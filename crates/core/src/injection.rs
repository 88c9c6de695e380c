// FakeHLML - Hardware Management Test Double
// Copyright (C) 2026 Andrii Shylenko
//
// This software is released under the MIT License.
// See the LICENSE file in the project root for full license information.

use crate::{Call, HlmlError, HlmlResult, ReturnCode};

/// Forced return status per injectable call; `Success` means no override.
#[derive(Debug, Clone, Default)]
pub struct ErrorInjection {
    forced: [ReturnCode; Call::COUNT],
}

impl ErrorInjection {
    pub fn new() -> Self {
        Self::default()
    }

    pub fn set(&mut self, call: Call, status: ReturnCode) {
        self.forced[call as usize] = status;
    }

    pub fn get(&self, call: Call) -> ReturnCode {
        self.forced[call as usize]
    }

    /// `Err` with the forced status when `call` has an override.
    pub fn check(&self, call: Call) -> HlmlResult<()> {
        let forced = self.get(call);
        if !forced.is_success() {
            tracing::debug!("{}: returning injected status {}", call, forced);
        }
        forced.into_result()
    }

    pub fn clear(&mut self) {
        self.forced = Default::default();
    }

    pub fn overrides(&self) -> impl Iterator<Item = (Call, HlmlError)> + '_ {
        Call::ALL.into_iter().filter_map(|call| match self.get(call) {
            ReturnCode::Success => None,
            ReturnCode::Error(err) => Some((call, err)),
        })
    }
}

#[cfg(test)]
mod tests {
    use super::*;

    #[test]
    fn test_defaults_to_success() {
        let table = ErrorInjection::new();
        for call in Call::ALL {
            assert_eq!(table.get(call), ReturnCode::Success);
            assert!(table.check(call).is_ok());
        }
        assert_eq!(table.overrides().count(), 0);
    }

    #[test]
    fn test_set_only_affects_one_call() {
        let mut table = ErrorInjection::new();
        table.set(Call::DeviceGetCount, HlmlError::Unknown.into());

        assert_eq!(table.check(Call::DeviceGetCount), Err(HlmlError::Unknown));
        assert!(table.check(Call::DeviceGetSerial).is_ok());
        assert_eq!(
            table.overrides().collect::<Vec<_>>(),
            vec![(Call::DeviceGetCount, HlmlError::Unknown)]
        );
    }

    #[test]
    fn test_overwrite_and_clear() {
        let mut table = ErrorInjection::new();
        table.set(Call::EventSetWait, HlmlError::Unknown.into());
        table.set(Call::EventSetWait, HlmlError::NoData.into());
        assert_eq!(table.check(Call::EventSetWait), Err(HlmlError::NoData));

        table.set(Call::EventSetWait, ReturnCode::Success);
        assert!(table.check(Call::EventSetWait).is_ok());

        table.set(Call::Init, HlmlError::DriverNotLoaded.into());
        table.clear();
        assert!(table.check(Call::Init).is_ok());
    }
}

____________

Write out all the material exactly.

filename crates/core/src/injection.rs
repository 88c9c6de695e380c
// FakeHLML - Hardware Management Test Double
// Copyright (C) 2026 Andrii Shylenko
//
// This software is released under the MIT License.
// See the LICENSE file in the project root for full license information.

use crate::{Call, HlmlError, HlmlResult, ReturnCode};

/// Forced return status per injectable call; `Success` means no override.
#[derive(Debug, Clone, Default)]
pub struct ErrorInjection {
    forced: [ReturnCode; Call::COUNT],
}

impl ErrorInjection {
    pub fn new() -> Self {
        Self::default()
    }

    pub fn set(&mut self, call: Call, status: ReturnCode) {
        self.forced[call as usize] = status;
    }

    pub fn get(&self, call: Call) -> ReturnCode {
        self.forced[call as usize]
    }

    /// `Err` with the forced status when `call` has an override.
    pub fn check(&self, call: Call) -> HlmlResult<()> {
        let forced = self.get(call);
        if !forced.is_success() {
            tracing::debug!("{}: returning injected status {}", call, forced);
        }
        forced.into_result()
    }

    pub fn clear(&mut self) {
        self.forced = Default::default();
    }

    pub fn overrides(&self) -> impl Iterator<Item = (Call, HlmlError)> + '_ {
        Call::ALL.into_iter().filter_map(|call| match self.get(call) {
            ReturnCode::Success => None,
            ReturnCode::Error(err) => Some((call, err)),
        })
    }
}

#[cfg(test)]
mod tests {
    use super::*;

    #[test]
    fn test_defaults_to_success() {
        let table = ErrorInjection::new();
        for call in Call::ALL {
            assert_eq!(table.get(call), ReturnCode::Success);
            assert!(table.check(call).is_ok());
        }
        assert_eq!(table.overrides().count(), 0);
    }

    #[test]
    fn test_set_only_affects_one_call() {
        let mut table = ErrorInjection::new();
        table.set(Call::DeviceGetCount, HlmlError::Unknown.into());

        assert_eq!(table.check(Call::DeviceGetCount), Err(HlmlError::Unknown));
        assert!(table.check(Call::DeviceGetSerial).is_ok());
        assert_eq!(
            table.overrides().collect::<Vec<_>>(),
            vec![(Call::DeviceGetCount, HlmlError::Unknown)]
        );
    }

    #[test]
    fn test_overwrite_and_clear() {
        let mut table = ErrorInjection::new();
        table.set(Call::EventSetWait, HlmlError::Unknown.into());
        table.set(Call::EventSetWait, HlmlError::NoData.into());
        assert_eq!(table.check(Call::EventSetWait), Err(HlmlError::NoData));

        table.set(Call::EventSetWait, ReturnCode::Success);
        assert!(table.check(Call::EventSetWait).is_ok());

        table.set(Call::Init, HlmlError::DriverNotLoaded.into());
        table.clear();
        assert!(table.check(Call::Init).is_ok());
    }
}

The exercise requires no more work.